Monitoring

Setting up comprehensive monitoring for WuKongIM ensures optimal performance and early detection of issues.

Prerequisites

Install Prometheus for metrics collection and monitoring.

Install Prometheus

# Download Prometheus
wget https://github.com/prometheus/prometheus/releases/download/v2.45.0/prometheus-2.45.0.linux-amd64.tar.gz

# Extract
tar xvfz prometheus-2.45.0.linux-amd64.tar.gz
cd prometheus-2.45.0.linux-amd64

# Create user and directories
sudo useradd --no-create-home --shell /bin/false prometheus
sudo mkdir /etc/prometheus
sudo mkdir /var/lib/prometheus
sudo chown prometheus:prometheus /etc/prometheus
sudo chown prometheus:prometheus /var/lib/prometheus

# Copy binaries
sudo cp prometheus /usr/local/bin/
sudo cp promtool /usr/local/bin/
sudo chown prometheus:prometheus /usr/local/bin/prometheus
sudo chown prometheus:prometheus /usr/local/bin/promtool

Configure Prometheus

Add WuKongIM monitoring targets under the scrape_configs section in your Prometheus configuration.

Single Node Configuration

For single node deployment, create /etc/prometheus/prometheus.yml:

global:
  scrape_interval: 15s
  evaluation_interval: 15s

scrape_configs:
  - job_name: 'prometheus'
    static_configs:
      - targets: ['localhost:9090']

  - job_name: 'wukongim-trace-metrics'
    static_configs:
      - targets: ['xx.xx.xx.xx:5300']
        labels:
          id: "1001"
          instance: "wukongim-node1"

Multi-Node Configuration

For multi-node cluster deployment:

global:
  scrape_interval: 15s
  evaluation_interval: 15s

scrape_configs:
  - job_name: 'prometheus'
    static_configs:
      - targets: ['localhost:9090']

  - job_name: 'wukongim1-trace-metrics'
    static_configs:
      - targets: ['10.206.0.13:5300']
        labels:
          id: "1001"
          instance: "wukongim-node1"
          
  - job_name: 'wukongim2-trace-metrics'
    static_configs:
      - targets: ['10.206.0.14:5300']
        labels:
          id: "1002"
          instance: "wukongim-node2"
          
  - job_name: 'wukongim3-trace-metrics'
    static_configs:
      - targets: ['10.206.0.8:5300']
        labels:
          id: "1003"
          instance: "wukongim-node3"

Configuration Parameters:

job_name: Unique job name for each WuKongIM node
targets: WuKongIM internal IP + port 5300
labels.id: WuKongIM node ID
labels.instance: Human-readable instance name

Replace xx.xx.xx.xx with the actual internal IP address of your WuKongIM nodes.

Configure WuKongIM

Add Prometheus configuration to each node’s wk.yaml file:

mode: "release"
# ... other configurations ...

trace:
  prometheusApiUrl: "http://xx.xx.xx.xx:9090"

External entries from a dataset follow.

//! Chunk link ledger.
//!
//! Vector and lexical writes are not atomic together. Every chunk whose
//! vector is written gets a row here before the lexical write, and the row
//! is marked linked once the lexical document exists. Rows left unlinked
//! are what [`repair`](crate::repair) works through.

use sqlx::{Row, SqlitePool};

use crate::error::{RagError, RagResult};

/// A chunk whose vector exists but whose lexical document may not.
#[derive(Debug, Clone, PartialEq, Eq)]
pub struct PendingLink {
    pub doc_id: String,
    pub document_name: String,
    pub ordinal: usize,
    pub embedding_id: u64,
    pub content: String,
}

#[derive(Debug, Clone, Copy, PartialEq, Eq, Default)]
pub struct LedgerCounts {
    pub linked: u64,
    pub pending: u64,
}

pub struct LinkLedger {
    pool: SqlitePool,
}

fn ledger_err(e: sqlx::Error) -> RagError {
    RagError::Ledger(e.to_string())
}

impl LinkLedger {
    pub fn new(pool: SqlitePool) -> Self {
        Self { pool }
    }

    /// Record a written vector. Re-ingesting a chunk id replaces the row
    /// and resets it to unlinked.
    pub async fn record(&self, link: &PendingLink) -> RagResult<()> {
        sqlx::query(
            r#"
            INSERT INTO chunk_links
                (doc_id, document_name, ordinal, embedding_id, content, linked, created_at, linked_at)
            VALUES (?, ?, ?, ?, ?, 0, ?, NULL)
            ON CONFLICT(doc_id) DO UPDATE SET
                document_name = excluded.document_name,
                ordinal = excluded.ordinal,
                embedding_id = excluded.embedding_id,
                content = excluded.content,
                linked = 0,
                created_at = excluded.created_at,
                linked_at = NULL
            "#,
        )
        .bind(&link.doc_id)
        .bind(&link.document_name)
        .bind(link.ordinal as i64)
        .bind(link.embedding_id as i64)
        .bind(&link.content)
        .bind(chrono::Utc::now().timestamp())
        .execute(&self.pool)
        .await
        .map_err(ledger_err)?;
        Ok(())
    }

    pub async fn mark_linked(&self, doc_id: &str) -> RagResult<()> {
        sqlx::query("UPDATE chunk_links SET linked = 1, linked_at = ? WHERE doc_id = ?")
            .bind(chrono::Utc::now().timestamp())
            .bind(doc_id)
            .execute(&self.pool)
            .await
            .map_err(ledger_err)?;
        Ok(())
    }

    /// Unlinked rows, oldest vector first.
    pub async fn pending(&self) -> RagResult<Vec<PendingLink>> {
        let rows = sqlx::query(
            "SELECT doc_id, document_name, ordinal, embedding_id, content \
             FROM chunk_links WHERE linked = 0 ORDER BY embedding_id, doc_id",
        )
        .fetch_all(&self.pool)
        .await
        .map_err(ledger_err)?;

        Ok(rows
            .iter()
            .map(|row| PendingLink {
                doc_id: row.get("doc_id"),
                document_name: row.get("document_name"),
                ordinal: row.get::<i64, _>("ordinal") as usize,
                embedding_id: row.get::<i64, _>("embedding_id") as u64,
                content: row.get("content"),
            })
            .collect())
    }

    pub async fn forget(&self, doc_id: &str) -> RagResult<bool> {
        let result = sqlx::query("DELETE FROM chunk_links WHERE doc_id = ?")
            .bind(doc_id)
            .execute(&self.pool)
            .await
            .map_err(ledger_err)?;
        Ok(result.rows_affected() > 0)
    }

    pub async fn counts(&self) -> RagResult<LedgerCounts> {
        let row = sqlx::query(
            "SELECT COALESCE(SUM(linked = 1), 0) AS linked, COALESCE(SUM(linked = 0), 0) AS pending \
             FROM chunk_links",
        )
        .fetch_one(&self.pool)
        .await
        .map_err(ledger_err)?;
        Ok(LedgerCounts {
            linked: row.get::<i64, _>("linked") as u64,
            pending: row.get::<i64, _>("pending") as u64,
        })
    }
}

#[cfg(test)]
mod tests {
    use super::*;
    use sqlx::sqlite::SqlitePoolOptions;

    async fn ledger() -> LinkLedger {
        let pool = SqlitePoolOptions::new()
            .max_connections(1)
            .connect("sqlite::memory:")
            .await
            .unwrap();
        crate::migrate::apply(&pool).await.unwrap();
        LinkLedger::new(pool)
    }

    fn link(name: &str, ordinal: usize, embedding_id: u64) -> PendingLink {
        PendingLink {
            doc_id: crate::models::chunk_doc_id(name, ordinal),
            document_name: name.to_string(),
            ordinal,
            embedding_id,
            content: format!("chunk {}", ordinal),
        }
    }

    #[tokio::test]
    async fn test_record_then_mark() {
        let ledger = ledger().await;
        ledger.record(&link("a.txt", 0, 0)).await.unwrap();
        ledger.record(&link("a.txt", 1, 1)).await.unwrap();
        ledger.mark_linked("a.txt_0").await.unwrap();

        let pending = ledger.pending().await.unwrap();
        assert_eq!(pending, vec![link("a.txt", 1, 1)]);
        assert_eq!(
            ledger.counts().await.unwrap(),
            LedgerCounts {
                linked: 1,
                pending: 1
            }
        );
    }

    #[tokio::test]
    async fn test_rerecord_resets_link() {
        let ledger = ledger().await;
        ledger.record(&link("a.txt", 0, 0)).await.unwrap();
        ledger.mark_linked("a.txt_0").await.unwrap();
        ledger.record(&link("a.txt", 0, 5)).await.unwrap();

        let pending = ledger.pending().await.unwrap();
        assert_eq!(pending.len(), 1);
        assert_eq!(pending[0].embedding_id, 5);
    }

    #[tokio::test]
    async fn test_empty_counts() {
        let ledger = ledger().await;
        assert_eq!(ledger.counts().await.unwrap(), LedgerCounts::default());
        assert!(!ledger.forget("missing_0").await.unwrap());
    }
}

Replace xx.xx.xx.xx with the internal IP address of your Prometheus server.

Complete WuKongIM Configuration Example

mode: "release"
rootDir: "./wukongim_data"

# Cluster configuration (for multi-node)
cluster:
  nodeId: 1001
  serverAddr: "10.206.0.13:11110"
  apiUrl: "http://10.206.0.13:5001"
  initNodes:
    - "1001@10.206.0.13:11110"
    - "1002@10.206.0.14:11110"
    - "1003@10.206.0.8:11110"

# External configuration
external:
  ip: "119.45.229.172"
  tcpAddr: "119.45.229.172:15100"
  wsAddr: "ws://119.45.229.172:15200"

# Monitoring configuration
trace:
  prometheusApiUrl: "http://10.206.0.13:9090"
  
# Logging configuration
logger:
  level: "info"
  dir: "./logs"

Start Services

Start Prometheus

Create a systemd service file for Prometheus:

sudo nano /etc/systemd/system/prometheus.service

Add the following content:

[Unit]
Description=Prometheus
Wants=network-online.target
After=network-online.target

[Service]
User=prometheus
Group=prometheus
Type=simple
ExecStart=/usr/local/bin/prometheus \
    --config.file /etc/prometheus/prometheus.yml \
    --storage.tsdb.path /var/lib/prometheus/ \
    --web.console.templates=/etc/prometheus/consoles \
    --web.console.libraries=/etc/prometheus/console_libraries \
    --web.listen-address=0.0.0.0:9090 \
    --web.external-url=

[Install]
WantedBy=multi-user.target

Enable and start Prometheus:

sudo systemctl daemon-reload
sudo systemctl enable prometheus
sudo systemctl start prometheus
sudo systemctl status prometheus

Restart WuKongIM

After updating the configuration, restart WuKongIM on all nodes:

./wukongim stop
./wukongim --config wk.yaml -d

Verification

Check Prometheus Targets

Access Prometheus web interface: http://prometheus-server-ip:9090
Go to Status → Targets
Verify all WuKongIM targets are UP

Check Metrics

Query WuKongIM metrics in Prometheus:

# Check if WuKongIM metrics are being collected
wukongim_connections_total

# Check message throughput
rate(wukongim_messages_total[5m])

# Check memory usage
wukongim_memory_usage_bytes

# Check CPU usage
wukongim_cpu_usage_percent

Key Metrics to Monitor

System Metrics

Metric	Description
`wukongim_connections_total`	Total number of active connections
`wukongim_messages_total`	Total number of messages processed
`wukongim_memory_usage_bytes`	Memory usage in bytes
`wukongim_cpu_usage_percent`	CPU usage percentage
`wukongim_disk_usage_bytes`	Disk usage in bytes

Cluster Metrics (Multi-node)

Metric	Description
`wukongim_cluster_nodes_total`	Total number of cluster nodes
`wukongim_cluster_leader_changes_total`	Number of leader changes
`wukongim_cluster_proposals_failed_total`	Failed proposals count
`wukongim_cluster_proposals_committed_total`	Committed proposals count

Performance Metrics

Metric	Description
`wukongim_message_latency_seconds`	Message processing latency
`wukongim_api_request_duration_seconds`	API request duration
`wukongim_websocket_connections`	WebSocket connections count
`wukongim_tcp_connections`	TCP connections count

Alerting Rules

Create alerting rules in /etc/prometheus/alert_rules.yml:

groups:
  - name: wukongim
    rules:
      - alert: WuKongIMDown
        expr: up{job=~"wukongim.*"} == 0
        for: 1m
        labels:
          severity: critical
        annotations:
          summary: "WuKongIM instance is down"
          description: "WuKongIM instance {{ $labels.instance }} has been down for more than 1 minute."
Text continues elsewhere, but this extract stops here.